====== Materials provided ======

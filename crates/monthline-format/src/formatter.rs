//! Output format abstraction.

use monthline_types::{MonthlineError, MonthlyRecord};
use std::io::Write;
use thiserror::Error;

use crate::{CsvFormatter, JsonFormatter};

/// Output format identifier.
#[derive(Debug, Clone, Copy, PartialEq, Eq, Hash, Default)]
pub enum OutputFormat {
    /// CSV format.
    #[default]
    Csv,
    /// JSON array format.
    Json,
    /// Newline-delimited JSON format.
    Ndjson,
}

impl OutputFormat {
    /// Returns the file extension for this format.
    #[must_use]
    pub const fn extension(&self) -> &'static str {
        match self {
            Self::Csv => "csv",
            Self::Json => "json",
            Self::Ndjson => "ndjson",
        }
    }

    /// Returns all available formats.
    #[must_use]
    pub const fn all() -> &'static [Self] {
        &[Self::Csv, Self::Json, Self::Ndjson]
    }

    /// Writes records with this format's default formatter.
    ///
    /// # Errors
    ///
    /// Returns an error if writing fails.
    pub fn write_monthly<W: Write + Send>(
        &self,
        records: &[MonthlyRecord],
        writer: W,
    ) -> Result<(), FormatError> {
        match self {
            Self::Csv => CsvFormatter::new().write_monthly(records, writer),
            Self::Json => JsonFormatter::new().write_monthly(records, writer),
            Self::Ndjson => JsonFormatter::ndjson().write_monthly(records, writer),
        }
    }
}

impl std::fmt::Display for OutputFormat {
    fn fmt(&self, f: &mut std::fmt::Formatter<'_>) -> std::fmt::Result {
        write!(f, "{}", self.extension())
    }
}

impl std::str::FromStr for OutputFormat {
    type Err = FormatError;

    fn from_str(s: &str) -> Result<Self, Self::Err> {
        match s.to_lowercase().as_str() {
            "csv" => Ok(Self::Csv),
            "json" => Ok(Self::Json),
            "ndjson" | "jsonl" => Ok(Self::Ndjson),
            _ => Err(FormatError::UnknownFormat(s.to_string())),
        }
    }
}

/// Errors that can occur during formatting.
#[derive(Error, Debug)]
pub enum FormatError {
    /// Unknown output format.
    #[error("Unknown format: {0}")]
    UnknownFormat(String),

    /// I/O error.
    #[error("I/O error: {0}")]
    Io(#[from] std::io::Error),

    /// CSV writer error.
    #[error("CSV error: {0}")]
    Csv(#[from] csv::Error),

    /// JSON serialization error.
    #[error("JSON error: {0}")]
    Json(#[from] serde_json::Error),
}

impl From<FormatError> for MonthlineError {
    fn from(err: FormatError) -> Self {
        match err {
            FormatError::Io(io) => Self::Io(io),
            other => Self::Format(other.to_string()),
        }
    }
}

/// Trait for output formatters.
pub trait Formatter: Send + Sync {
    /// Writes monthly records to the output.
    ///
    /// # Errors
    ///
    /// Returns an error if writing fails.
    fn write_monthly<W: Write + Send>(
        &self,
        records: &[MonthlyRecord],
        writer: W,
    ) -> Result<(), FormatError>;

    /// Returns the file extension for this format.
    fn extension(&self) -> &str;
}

======

Give the entries once more, exactly as they appear.

[Written solution]
filename crates/monthline-format/src/formatter.rs
//! Output format abstraction.

use monthline_types::{MonthlineError, MonthlyRecord};
use std::io::Write;
use thiserror::Error;

use crate::{CsvFormatter, JsonFormatter};

/// Output format identifier.
#[derive(Debug, Clone, Copy, PartialEq, Eq, Hash, Default)]
pub enum OutputFormat {
    /// CSV format.
    #[default]
    Csv,
    /// JSON array format.
    Json,
    /// Newline-delimited JSON format.
    Ndjson,
}

impl OutputFormat {
    /// Returns the file extension for this format.
    #[must_use]
    pub const fn extension(&self) -> &'static str {
        match self {
            Self::Csv => "csv",
            Self::Json => "json",
            Self::Ndjson => "ndjson",
        }
    }

    /// Returns all available formats.
    #[must_use]
    pub const fn all() -> &'static [Self] {
        &[Self::Csv, Self::Json, Self::Ndjson]
    }

    /// Writes records with this format's default formatter.
    ///
    /// # Errors
    ///
    /// Returns an error if writing fails.
    pub fn write_monthly<W: Write + Send>(
        &self,
        records: &[MonthlyRecord],
        writer: W,
    ) -> Result<(), FormatError> {
        match self {
            Self::Csv => CsvFormatter::new().write_monthly(records, writer),
            Self::Json => JsonFormatter::new().write_monthly(records, writer),
            Self::Ndjson => JsonFormatter::ndjson().write_monthly(records, writer),
        }
    }
}

impl std::fmt::Display for OutputFormat {
    fn fmt(&self, f: &mut std::fmt::Formatter<'_>) -> std::fmt::Result {
        write!(f, "{}", self.extension())
    }
}

impl std::str::FromStr for OutputFormat {
    type Err = FormatError;

    fn from_str(s: &str) -> Result<Self, Self::Err> {
        match s.to_lowercase().as_str() {
            "csv" => Ok(Self::Csv),
            "json" => Ok(Self::Json),
            "ndjson" | "jsonl" => Ok(Self::Ndjson),
            _ => Err(FormatError::UnknownFormat(s.to_string())),
        }
    }
}

/// Errors that can occur during formatting.
#[derive(Error, Debug)]
pub enum FormatError {
    /// Unknown output format.
    #[error("Unknown format: {0}")]
    UnknownFormat(String),

    /// I/O error.
    #[error("I/O error: {0}")]
    Io(#[from] std::io::Error),

    /// CSV writer error.
    #[error("CSV error: {0}")]
    Csv(#[from] csv::Error),

    /// JSON serialization error.
    #[error("JSON error: {0}")]
    Json(#[from] serde_json::Error),
}

impl From<FormatError> for MonthlineError {
    fn from(err: FormatError) -> Self {
        match err {
            FormatError::Io(io) => Self::Io(io),
            other => Self::Format(other.to_string()),
        }
    }
}

/// Trait for output formatters.
pub trait Formatter: Send + Sync {
    /// Writes monthly records to the output.
    ///
    /// # Errors
    ///
    /// Returns an error if writing fails.
    fn write_monthly<W: Write + Send>(
        &self,
        records: &[MonthlyRecord],
        writer: W,
    ) -> Result<(), FormatError>;

    /// Returns the file extension for this format.
    fn extension(&self) -> &str;
}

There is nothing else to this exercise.